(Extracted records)

*** Block opens ***

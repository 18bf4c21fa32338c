use chrono::{TimeZone, Utc};
use sdstash::model::{ImageRecord, TagTokens};
use sdstash::store::backend::RecordBackend;
use sdstash::store::fs_backend::FsBackend;
use sdstash::store::table::Table;
use sdstash::tags::{TagStat, TagType};
use serde_json::json;
use std::collections::BTreeMap;
use std::fs;
use tempfile::TempDir;

fn setup() -> (TempDir, FsBackend) {
    let dir = TempDir::new().unwrap();
    let backend = FsBackend::new(dir.path().to_path_buf());
    (dir, backend)
}

fn record(filename: &str, tags: &[&str], extra: &[(&str, serde_json::Value)]) -> ImageRecord {
    ImageRecord {
        filename: filename.to_string(),
        rating: "general".to_string(),
        tags: TagTokens::from_tags(tags),
        width: 512,
        height: 768,
        prompt: Some("a cat".to_string()),
        neg_prompt: None,
        created_at: Utc.with_ymd_and_hms(2024, 5, 1, 12, 0, 0).unwrap(),
        extra: extra
            .iter()
            .map(|(k, v)| (k.to_string(), v.clone()))
            .collect::<BTreeMap<_, _>>(),
    }
}

#[test]
fn test_missing_files_load_empty() {
    let (_dir, backend) = setup();
    assert!(backend.load_records().unwrap().is_empty());
    assert!(backend.load_tags().unwrap().is_empty());
}

#[test]
fn test_records_round_trip_with_sparse_columns() {
    let (_dir, backend) = setup();
    let records = vec![
        record("a.png", &["cat"], &[("Steps", json!(20))]),
        record("b.png", &["dog", "solo"], &[("Seed", json!(7))]),
    ];

    backend.save_records(&records).unwrap();
    let loaded = backend.load_records().unwrap();

    assert_eq!(loaded, records);
    assert!(!loaded[0].extra.contains_key("Seed"));
    assert!(!loaded[1].extra.contains_key("Steps"));
}

#[test]
fn test_tags_round_trip() {
    let (_dir, backend) = setup();
    let mut cat = TagStat::new("cat".to_string(), TagType::General);
    cat.count = 3;
    let mut miku = TagStat::new("hatsune_miku".to_string(), TagType::Character);
    miku.count = 1;
    let tags = vec![cat, miku];

    backend.save_tags(&tags).unwrap();
    assert_eq!(backend.load_tags().unwrap(), tags);
}

#[test]
fn test_on_disk_layout_is_column_table() {
    let (dir, backend) = setup();
    backend
        .save_records(&[
            record("a.png", &["cat"], &[("Steps", json!(20))]),
            record("b.png", &["dog"], &[]),
        ])
        .unwrap();

    let content = fs::read_to_string(dir.path().join("records.json")).unwrap();
    let table: Table = serde_json::from_str(&content).unwrap();
    assert_eq!(table.len(), 2);
    assert!(table.columns.contains(&"filename".to_string()));
    assert!(table.columns.contains(&"Steps".to_string()));

    let steps = table.columns.iter().position(|c| c == "Steps").unwrap();
    assert_eq!(table.rows[1][steps], serde_json::Value::Null);

    let tags_col = table.columns.iter().position(|c| c == "tags").unwrap();
    assert_eq!(table.rows[0][tags_col], json!(" cat "));
}

#[test]
fn test_tag_type_serialized_lowercase() {
    let (dir, backend) = setup();
    let mut stat = TagStat::new("hatsune_miku".to_string(), TagType::Character);
    stat.count = 2;
    backend.save_tags(&[stat]).unwrap();

    let content = fs::read_to_string(dir.path().join("tags.json")).unwrap();
    let table: Table = serde_json::from_str(&content).unwrap();
    let type_col = table.columns.iter().position(|c| c == "type").unwrap();
    assert_eq!(table.rows[0][type_col], json!("character"));
}

#[test]
fn test_save_overwrites_and_leaves_no_tmp_files() {
    let (dir, backend) = setup();
    backend.save_records(&[record("a.png", &["cat"], &[])]).unwrap();
    backend
        .save_records(&[record("b.png", &["dog"], &[])])
        .unwrap();

    let loaded = backend.load_records().unwrap();
    assert_eq!(loaded.len(), 1);
    assert_eq!(loaded[0].filename, "b.png");

    for entry in fs::read_dir(dir.path()).unwrap() {
        let path = entry.unwrap().path();
        let name = path.file_name().unwrap().to_str().unwrap().to_string();
        assert!(!name.ends_with(".tmp"), "Found leftover tmp file: {}", name);
    }
}

#[test]
fn test_corrupt_records_file_is_an_error() {
    let (dir, backend) = setup();
    fs::write(dir.path().join("records.json"), "{ not json").unwrap();
    assert!(backend.load_records().is_err());
}
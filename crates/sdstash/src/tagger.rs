//! Tag extraction seam.
//!
//! The tagging model lives outside this crate. It is reached through
//! [`TagExtractor`], which returns four groups: rating, general, character and an
//! opaque embedding. Score groups are ordered lists so the extractor's own key order
//! survives. That order breaks rating ties and fixes the order of a record's tags.

use std::collections::HashSet;
use std::sync::Arc;
use std::thread;
use std::time::{Duration, Instant};

use crossbeam_channel::{Receiver, RecvTimeoutError, Sender};
use log::warn;

use crate::error::{Result, StashError};
use crate::model::{token_name, GeneratedImage};
use crate::tags::TagType;

pub type ScoreList = Vec<(String, f32)>;

#[derive(Debug, Clone, Default, PartialEq)]
pub struct TagGroups {
    pub rating: ScoreList,
    pub general: ScoreList,
    pub character: ScoreList,
    pub embedding: Vec<f32>,
}

impl TagGroups {
    /// The rating label with the highest score. Ties go to the first one listed.
    pub fn top_rating(&self) -> Option<&str> {
        let mut best: Option<&(String, f32)> = None;
        for entry in &self.rating {
            match best {
                Some(current) if entry.1 <= current.1 => {}
                _ => best = Some(entry),
            }
        }
        best.map(|(name, _)| name.as_str())
    }

    /// General then character tags as whitespace-free tokens, each listed once.
    /// A tag present in both groups keeps its general type.
    pub fn typed_tags(&self) -> Vec<(String, TagType)> {
        let mut seen = HashSet::new();
        let general = self.general.iter().map(|(t, _)| (t, TagType::General));
        let character = self.character.iter().map(|(t, _)| (t, TagType::Character));

        general
            .chain(character)
            .map(|(raw, tag_type)| (token_name(raw), tag_type))
            .filter(|(name, _)| !name.is_empty() && seen.insert(name.clone()))
            .collect()
    }
}

pub trait TagExtractor: Send + Sync {
    fn extract(&self, image: &GeneratedImage) -> Result<TagGroups>;
}

impl<F> TagExtractor for F
where
    F: Fn(&GeneratedImage) -> Result<TagGroups> + Send + Sync,
{
    fn extract(&self, image: &GeneratedImage) -> Result<TagGroups> {
        self(image)
    }
}

/// Returns the extraction slot when dropped.
struct SlotToken(Sender<()>);

impl Drop for SlotToken {
    fn drop(&mut self) {
        let _ = self.0.send(());
    }
}

/// Runs an extractor one call at a time, optionally with a deadline.
///
/// There is a single extraction slot. A call takes it before extracting and gives
/// it back when the extractor returns. With a timeout set, the extractor runs on a
/// worker thread that owns the slot. If the deadline passes, the call fails with
/// [`StashError::ExtractionTimeout`] and the worker keeps the slot until the model
/// answers, so later calls wait for it (up to their own deadline) instead of
/// starting a second extraction. At most one worker is ever outstanding.
pub(crate) struct ExtractionSlot {
    extractor: Arc<dyn TagExtractor>,
    timeout: Option<Duration>,
    slot_tx: Sender<()>,
    slot_rx: Receiver<()>,
}

impl ExtractionSlot {
    pub(crate) fn new(extractor: Arc<dyn TagExtractor>, timeout: Option<Duration>) -> Self {
        let (slot_tx, slot_rx) = crossbeam_channel::bounded(1);
        // the one free slot; the channel has room for it
        let _ = slot_tx.send(());
        Self {
            extractor,
            timeout,
            slot_tx,
            slot_rx,
        }
    }

    pub(crate) fn set_timeout(&mut self, timeout: Option<Duration>) {
        self.timeout = timeout;
    }

    pub(crate) fn extract(&self, image: &GeneratedImage) -> Result<TagGroups> {
        let Some(timeout) = self.timeout else {
            let _slot = self.acquire(None)?;
            return self.extractor.extract(image);
        };

        let deadline = Instant::now() + timeout;
        let slot = self.acquire(Some((deadline, timeout)))?;

        let (tx, rx) = crossbeam_channel::bounded(1);
        let worker = Arc::clone(&self.extractor);
        let image = image.clone();
        thread::Builder::new()
            .name("sdstash-tagger".to_string())
            .spawn(move || {
                let result = worker.extract(&image);
                drop(slot);
                let _ = tx.send(result);
            })?;

        match rx.recv_deadline(deadline) {
            Ok(result) => result,
            Err(RecvTimeoutError::Timeout) => Err(StashError::ExtractionTimeout(timeout)),
            Err(RecvTimeoutError::Disconnected) => Err(StashError::Extraction(
                "extractor thread exited without a result".to_string(),
            )),
        }
    }

    fn acquire(&self, deadline: Option<(Instant, Duration)>) -> Result<SlotToken> {
        let taken = match deadline {
            None => self.slot_rx.recv().is_ok(),
            Some((deadline, timeout)) => match self.slot_rx.recv_deadline(deadline) {
                Ok(()) => true,
                Err(RecvTimeoutError::Timeout) => {
                    warn!(
                        "previous extraction still running, giving up after {:?}",
                        timeout
                    );
                    return Err(StashError::ExtractionTimeout(timeout));
                }
                Err(RecvTimeoutError::Disconnected) => false,
            },
        };
        if !taken {
            return Err(StashError::Extraction("extraction slot closed".to_string()));
        }
        Ok(SlotToken(self.slot_tx.clone()))
    }
}
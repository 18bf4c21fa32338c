use super::atomic_write;
use super::blob::{is_plain_filename, new_filename, BlobStore};
use crate::error::{Result, StashError};
use crate::model::GeneratedImage;
use std::fs;
use std::io::ErrorKind;
use std::path::{Path, PathBuf};

/// Images on disk, bucketed by the first 8 characters of the filename.
pub struct FsBlobStore {
    root: PathBuf,
}

impl FsBlobStore {
    /// Opens the store, creating the root directory if needed.
    pub fn new(root: PathBuf) -> Result<Self> {
        fs::create_dir_all(&root)
            .map_err(|e| StashError::BlobStore(format!("{}: {}", root.display(), e)))?;
        Ok(Self { root })
    }

    pub fn root(&self) -> &Path {
        &self.root
    }

    /// Where `filename` lives: `<root>/<first 8 chars of stem>/<filename>`.
    pub fn blob_path(&self, filename: &str) -> PathBuf {
        let stem = Path::new(filename)
            .file_stem()
            .and_then(|s| s.to_str())
            .unwrap_or(filename);
        let prefix: String = stem.chars().take(8).collect();
        self.root.join(prefix).join(filename)
    }
}

impl BlobStore for FsBlobStore {
    fn put(&self, image: &GeneratedImage, parameters: Option<&str>) -> Result<String> {
        let filename = new_filename();
        let png = image
            .encode_png(parameters)
            .map_err(|e| StashError::BlobStore(format!("{}: {}", filename, e)))?;
        let path = self.blob_path(&filename);
        atomic_write(&path, &png)
            .map_err(|e| StashError::BlobStore(format!("{}: {}", path.display(), e)))?;
        Ok(filename)
    }

    fn get(&self, filename: &str) -> Result<GeneratedImage> {
        if !is_plain_filename(filename) {
            return Err(StashError::BlobNotFound(filename.to_string()));
        }
        let path = self.blob_path(filename);
        let bytes = fs::read(&path).map_err(|e| match e.kind() {
            ErrorKind::NotFound => StashError::BlobNotFound(filename.to_string()),
            _ => StashError::BlobStore(format!("{}: {}", path.display(), e)),
        })?;
        GeneratedImage::from_png(&bytes)
    }
}
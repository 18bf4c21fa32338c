use crate::error::Result;
use crate::model::ImageRecord;
use crate::tags::TagStat;

/// Durable storage for the record list and the tag-count index.
///
/// The record store owns ordering and consistency; a backend only moves the two
/// collections in and out of storage. Loading from an empty location yields empty
/// collections, not an error.
pub trait RecordBackend: Send + Sync {
    // --- Records ---

    /// Load the persisted records (records.json)
    fn load_records(&self) -> Result<Vec<ImageRecord>>;

    /// Replace the persisted records.
    /// MUST be atomic (e.g. write to tmp then rename) to avoid partial writes.
    fn save_records(&self, records: &[ImageRecord]) -> Result<()>;

    // --- Tag Index ---

    /// Load the persisted tag index (tags.json)
    fn load_tags(&self) -> Result<Vec<TagStat>>;

    /// Replace the persisted tag index. Same atomicity rule as `save_records`.
    fn save_tags(&self, tags: &[TagStat]) -> Result<()>;
}

impl<B: RecordBackend + ?Sized> RecordBackend for std::sync::Arc<B> {
    fn load_records(&self) -> Result<Vec<ImageRecord>> {
        (**self).load_records()
    }

    fn save_records(&self, records: &[ImageRecord]) -> Result<()> {
        (**self).save_records(records)
    }

    fn load_tags(&self) -> Result<Vec<TagStat>> {
        (**self).load_tags()
    }

    fn save_tags(&self, tags: &[TagStat]) -> Result<()> {
        (**self).save_tags(tags)
    }
}
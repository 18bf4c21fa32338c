//! PNG text chunks.
//!
//! Generation parameters travel with the image inside a PNG text chunk under the
//! keyword `parameters`, the same place WebUI puts them. Three chunk kinds can carry
//! text:
//!
//! | Chunk  | Encoding                         |
//! |--------|----------------------------------|
//! | `tEXt` | Latin-1, uncompressed            |
//! | `zTXt` | Latin-1, zlib                    |
//! | `iTXt` | UTF-8, optionally zlib           |
//!
//! Reading accepts all three, before or after the image data. Writing emits `tEXt`
//! when the text fits Latin-1 and `iTXt` otherwise.

use std::borrow::Cow;
use std::io::Cursor;

use image::DynamicImage;
use png::{BitDepth, ColorType, Decoder, Encoder};

use crate::error::{Result, StashError};

fn malformed(e: png::DecodingError) -> StashError {
    StashError::MalformedPng(e.to_string())
}

fn encoding(e: png::EncodingError) -> StashError {
    StashError::PngEncoding(e.to_string())
}

/// Returns the first text value stored under `keyword`, if any.
pub fn read_text(png: &[u8], keyword: &str) -> Result<Option<String>> {
    let mut reader = Decoder::new(Cursor::new(png)).read_info().map_err(malformed)?;
    // text chunks after IDAT only show up once the stream is read to IEND
    reader.finish().map_err(malformed)?;
    let info = reader.info();

    if let Some(chunk) = info
        .uncompressed_latin1_text
        .iter()
        .find(|c| c.keyword == keyword)
    {
        return Ok(Some(chunk.text.clone()));
    }
    if let Some(chunk) = info
        .compressed_latin1_text
        .iter()
        .find(|c| c.keyword == keyword)
    {
        return chunk.get_text().map(Some).map_err(malformed);
    }
    match info.utf8_text.iter().find(|c| c.keyword == keyword) {
        Some(chunk) => chunk.get_text().map(Some).map_err(malformed),
        None => Ok(None),
    }
}

/// 8-bit layouts go out as-is; everything else is widened or narrowed to RGBA8.
fn raw_pixels(pixels: &DynamicImage) -> (ColorType, Cow<'_, [u8]>) {
    let (color, raw) = match pixels {
        DynamicImage::ImageLuma8(img) => (ColorType::Grayscale, img.as_raw()),
        DynamicImage::ImageLumaA8(img) => (ColorType::GrayscaleAlpha, img.as_raw()),
        DynamicImage::ImageRgb8(img) => (ColorType::Rgb, img.as_raw()),
        DynamicImage::ImageRgba8(img) => (ColorType::Rgba, img.as_raw()),
        other => return (ColorType::Rgba, Cow::Owned(other.to_rgba8().into_raw())),
    };
    (color, Cow::Borrowed(raw.as_slice()))
}

/// Encodes `pixels` as PNG with an optional text chunk under `keyword`.
pub fn encode(pixels: &DynamicImage, keyword: &str, text: Option<&str>) -> Result<Vec<u8>> {
    let (color, data) = raw_pixels(pixels);
    let mut buf = Vec::new();
    {
        let mut encoder = Encoder::new(&mut buf, pixels.width(), pixels.height());
        encoder.set_color(color);
        encoder.set_depth(BitDepth::Eight);
        if let Some(text) = text {
            let added = if text.chars().all(|c| (c as u32) <= 0xFF) {
                encoder.add_text_chunk(keyword.to_string(), text.to_string())
            } else {
                encoder.add_itxt_chunk(keyword.to_string(), text.to_string())
            };
            added.map_err(encoding)?;
        }
        let mut writer = encoder.write_header().map_err(encoding)?;
        writer.write_image_data(&data).map_err(encoding)?;
        writer.finish().map_err(encoding)?;
    }
    Ok(buf)
}

#[cfg(test)]
mod tests {
    use super::*;
    use image::{GenericImageView, ImageFormat};

    fn blank() -> DynamicImage {
        DynamicImage::new_rgb8(3, 2)
    }

    fn text_chunk_kinds(png: &[u8]) -> (usize, usize, usize) {
        let mut reader = Decoder::new(Cursor::new(png)).read_info().unwrap();
        reader.finish().unwrap();
        let info = reader.info();
        (
            info.uncompressed_latin1_text.len(),
            info.compressed_latin1_text.len(),
            info.utf8_text.len(),
        )
    }

    #[test]
    fn test_encode_and_read_latin1_text() {
        let png = encode(&blank(), "parameters", Some("1girl, solo\nSteps: 20")).unwrap();
        assert_eq!(text_chunk_kinds(&png), (1, 0, 0));
        let text = read_text(&png, "parameters").unwrap();
        assert_eq!(text.as_deref(), Some("1girl, solo\nSteps: 20"));
    }

    #[test]
    fn test_unicode_text_uses_itxt() {
        let png = encode(&blank(), "parameters", Some("猫耳, café")).unwrap();
        assert_eq!(text_chunk_kinds(&png), (0, 0, 1));
        assert_eq!(
            read_text(&png, "parameters").unwrap().as_deref(),
            Some("猫耳, café")
        );
    }

    #[test]
    fn test_image_decodes_with_text() {
        let png = encode(&blank(), "parameters", Some("prompt")).unwrap();
        let img = image::load_from_memory_with_format(&png, ImageFormat::Png).unwrap();
        assert_eq!((img.width(), img.height()), (3, 2));
    }

    #[test]
    fn test_pixels_survive_encoding() {
        let mut rgba = image::RgbaImage::new(2, 2);
        rgba.put_pixel(1, 0, image::Rgba([10, 20, 30, 40]));
        let png = encode(&DynamicImage::ImageRgba8(rgba.clone()), "parameters", None).unwrap();
        let back = image::load_from_memory_with_format(&png, ImageFormat::Png).unwrap();
        assert_eq!(back.to_rgba8(), rgba);
    }

    #[test]
    fn test_wide_formats_fall_back_to_rgba8() {
        let png = encode(&DynamicImage::new_rgb16(4, 1), "parameters", Some("x")).unwrap();
        let back = image::load_from_memory_with_format(&png, ImageFormat::Png).unwrap();
        assert_eq!(back.color(), image::ColorType::Rgba8);
        assert_eq!(back.dimensions(), (4, 1));
    }

    #[test]
    fn test_reads_ztxt_chunk() {
        let mut buf = Vec::new();
        {
            let mut encoder = Encoder::new(&mut buf, 1, 1);
            encoder.set_color(ColorType::Grayscale);
            encoder.set_depth(BitDepth::Eight);
            encoder
                .add_ztxt_chunk("parameters".to_string(), "compressed prompt".to_string())
                .unwrap();
            let mut writer = encoder.write_header().unwrap();
            writer.write_image_data(&[0]).unwrap();
            writer.finish().unwrap();
        }
        assert_eq!(text_chunk_kinds(&buf), (0, 1, 0));
        assert_eq!(
            read_text(&buf, "parameters").unwrap().as_deref(),
            Some("compressed prompt")
        );
    }

    #[test]
    fn test_missing_keyword_returns_none() {
        let png = encode(&blank(), "Software", Some("sdstash")).unwrap();
        assert_eq!(read_text(&png, "parameters").unwrap(), None);
        let plain = encode(&blank(), "parameters", None).unwrap();
        assert_eq!(read_text(&plain, "parameters").unwrap(), None);
    }

    #[test]
    fn test_rejects_non_png() {
        assert!(matches!(
            read_text(b"GIF89a......", "parameters"),
            Err(StashError::MalformedPng(_))
        ));
        assert!(read_text(b"", "parameters").is_err());
    }

    #[test]
    fn test_rejects_truncated_png() {
        let png = encode(&blank(), "parameters", Some("x")).unwrap();
        assert!(read_text(&png[..png.len() - 6], "parameters").is_err());
    }

    #[test]
    fn test_zero_sized_image_fails_to_encode() {
        let err = encode(&DynamicImage::new_rgb8(0, 0), "parameters", None).unwrap_err();
        assert!(matches!(err, StashError::PngEncoding(_)));
    }
}
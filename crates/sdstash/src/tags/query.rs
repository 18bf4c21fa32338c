//! Query text parsing.
//!
//! Query text is a whitespace-separated list of tags. A leading `-` marks a tag
//! as excluded:
//!
//! ```
//! use sdstash::tags::TagQuery;
//!
//! let q = TagQuery::parse("cat_ears -dog  solo");
//! assert_eq!(q.include, vec!["cat_ears", "solo"]);
//! assert_eq!(q.exclude, vec!["dog"]);
//! ```

#[derive(Debug, Clone, Default, PartialEq, Eq)]
pub struct TagQuery {
    pub include: Vec<String>,
    pub exclude: Vec<String>,
}

impl TagQuery {
    pub fn parse(text: &str) -> Self {
        let mut query = TagQuery::default();
        for segment in text.split_whitespace() {
            match segment.strip_prefix('-') {
                Some("") => {}
                Some(tag) => query.exclude.push(tag.to_string()),
                None => query.include.push(segment.to_string()),
            }
        }
        query
    }

    pub fn is_empty(&self) -> bool {
        self.include.is_empty() && self.exclude.is_empty()
    }
}

#[cfg(test)]
mod tests {
    use super::*;

    #[test]
    fn test_parse_empty() {
        assert!(TagQuery::parse("   ").is_empty());
    }

    #[test]
    fn test_parse_lone_dash_ignored() {
        let q = TagQuery::parse("- cat");
        assert_eq!(q.include, vec!["cat"]);
        assert!(q.exclude.is_empty());
    }

    #[test]
    fn test_parse_only_negative() {
        let q = TagQuery::parse("-dog -bird");
        assert!(q.include.is_empty());
        assert_eq!(q.exclude, vec!["dog", "bird"]);
    }
}
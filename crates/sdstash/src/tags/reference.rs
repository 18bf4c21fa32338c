//! # Reference Tag Database
//!
//! A static table of known tag names used to resolve query input. Two JSON files
//! feed it:
//!
//! - `tags_info.json`: `[{ "name", "category", "aliases": [..] }]`. Only categories
//!   `0` (general) and `4` (character) are kept. Every alias resolves to the entry's
//!   canonical name, and a canonical name always resolves to itself.
//! - `general_tags.json` (optional): descriptive data for general tags, keyed by
//!   canonical name. It holds aliases, other names, translations and wiki text.
//!
//! ## Lazy Loading
//!
//! [`LazyTagDatabase`] defers reading the files until the first lookup and then
//! keeps the parsed table for the life of the value. Lookups go through
//! [`LazyTagDatabase::acquire`], which fails with
//! [`StashError::MissingReferenceDatabase`] when nothing is configured or the
//! files cannot be read. Only operations that resolve tags are affected.

use std::collections::HashMap;
use std::fs;
use std::path::{Path, PathBuf};

use once_cell::sync::OnceCell;
use serde::{Deserialize, Serialize};

use super::TagType;
use crate::error::{Result, StashError};

#[derive(Debug, Clone, PartialEq, Serialize, Deserialize)]
pub struct ReferenceTag {
    pub name: String,
    pub category: i64,
    #[serde(default)]
    pub aliases: Vec<String>,
}

/// Descriptive data for a general tag.
#[derive(Debug, Clone, Default, PartialEq, Serialize, Deserialize)]
pub struct GeneralTagInfo {
    pub name: String,
    #[serde(default)]
    pub aliases: Vec<String>,
    #[serde(default)]
    pub other_names: Vec<String>,
    #[serde(default)]
    pub en_tag: Option<String>,
    #[serde(default)]
    pub en_desc: Option<String>,
    #[serde(default)]
    pub zh_tag: Option<String>,
    #[serde(default)]
    pub zh_desc: Option<String>,
    #[serde(default)]
    pub jp_tag: Option<String>,
    #[serde(default)]
    pub jp_desc: Option<String>,
    #[serde(default)]
    pub wiki_desc: Option<String>,
}

#[derive(Debug, Clone, PartialEq)]
pub struct TagDescription {
    pub name: String,
    pub category: TagType,
    /// Only present for general tags listed in `general_tags.json`.
    pub general: Option<GeneralTagInfo>,
}

/// Resolves and describes tag names.
pub trait TagReference: Send + Sync {
    /// Maps a tag name or alias to its canonical name.
    fn resolve(&self, name: &str) -> Result<Option<String>>;

    fn describe(&self, name: &str) -> Result<Option<TagDescription>>;
}

#[derive(Debug, Default)]
pub struct TagDatabase {
    entries: Vec<(String, TagType)>,
    by_name: HashMap<String, usize>,
    general: HashMap<String, GeneralTagInfo>,
}

impl TagDatabase {
    pub fn new(tags: Vec<ReferenceTag>, general: Vec<GeneralTagInfo>) -> Self {
        let mut entries = Vec::new();
        let mut by_name = HashMap::new();
        let mut canonical = Vec::new();

        for tag in tags {
            let Some(tag_type) = TagType::from_category(tag.category) else {
                continue;
            };
            let idx = entries.len();
            for alias in &tag.aliases {
                by_name.insert(alias.clone(), idx);
            }
            canonical.push((tag.name.clone(), idx));
            entries.push((tag.name, tag_type));
        }
        // canonical names win over another entry's alias
        for (name, idx) in canonical {
            by_name.insert(name, idx);
        }

        let general = general
            .into_iter()
            .map(|info| (info.name.clone(), info))
            .collect();

        Self {
            entries,
            by_name,
            general,
        }
    }

    pub fn load(tags_info: &Path, general_tags: Option<&Path>) -> Result<Self> {
        let content = fs::read_to_string(tags_info)?;
        let tags: Vec<ReferenceTag> = serde_json::from_str(&content)?;

        let general = match general_tags {
            Some(path) => {
                let content = fs::read_to_string(path)?;
                serde_json::from_str(&content)?
            }
            None => Vec::new(),
        };

        Ok(Self::new(tags, general))
    }

    pub fn len(&self) -> usize {
        self.entries.len()
    }

    pub fn is_empty(&self) -> bool {
        self.entries.is_empty()
    }

    fn lookup(&self, name: &str) -> Option<&(String, TagType)> {
        self.by_name.get(name).map(|&idx| &self.entries[idx])
    }
}

impl TagReference for TagDatabase {
    fn resolve(&self, name: &str) -> Result<Option<String>> {
        Ok(self.lookup(name).map(|(canonical, _)| canonical.clone()))
    }

    fn describe(&self, name: &str) -> Result<Option<TagDescription>> {
        Ok(self.lookup(name).map(|(canonical, category)| TagDescription {
            name: canonical.clone(),
            category: *category,
            general: match category {
                TagType::General => self.general.get(canonical).cloned(),
                TagType::Character => None,
            },
        }))
    }
}

/// A [`TagDatabase`] read from disk on first use.
#[derive(Debug)]
pub struct LazyTagDatabase {
    tags_info: Option<PathBuf>,
    general_tags: Option<PathBuf>,
    cell: OnceCell<TagDatabase>,
}

impl LazyTagDatabase {
    pub fn new(tags_info: Option<PathBuf>, general_tags: Option<PathBuf>) -> Self {
        Self {
            tags_info,
            general_tags,
            cell: OnceCell::new(),
        }
    }

    /// Returns the loaded database, reading it if this is the first call.
    /// A failed load is not cached; the next call tries again.
    pub fn acquire(&self) -> Result<&TagDatabase> {
        self.cell.get_or_try_init(|| {
            let path = self.tags_info.as_ref().ok_or_else(|| {
                StashError::MissingReferenceDatabase("no tags_info path configured".to_string())
            })?;
            let db = TagDatabase::load(path, self.general_tags.as_deref()).map_err(|e| {
                StashError::MissingReferenceDatabase(format!("{}: {}", path.display(), e))
            })?;
            log::debug!("loaded {} reference tags from {}", db.len(), path.display());
            Ok(db)
        })
    }
}

impl TagReference for LazyTagDatabase {
    fn resolve(&self, name: &str) -> Result<Option<String>> {
        self.acquire()?.resolve(name)
    }

    fn describe(&self, name: &str) -> Result<Option<TagDescription>> {
        self.acquire()?.describe(name)
    }
}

*** Block closes ***

▶ WHAT TO DO: Your answer must be a single number: the count of lines in the records above that contain "MalformedPng".

▶ COMPLETED TASK: 2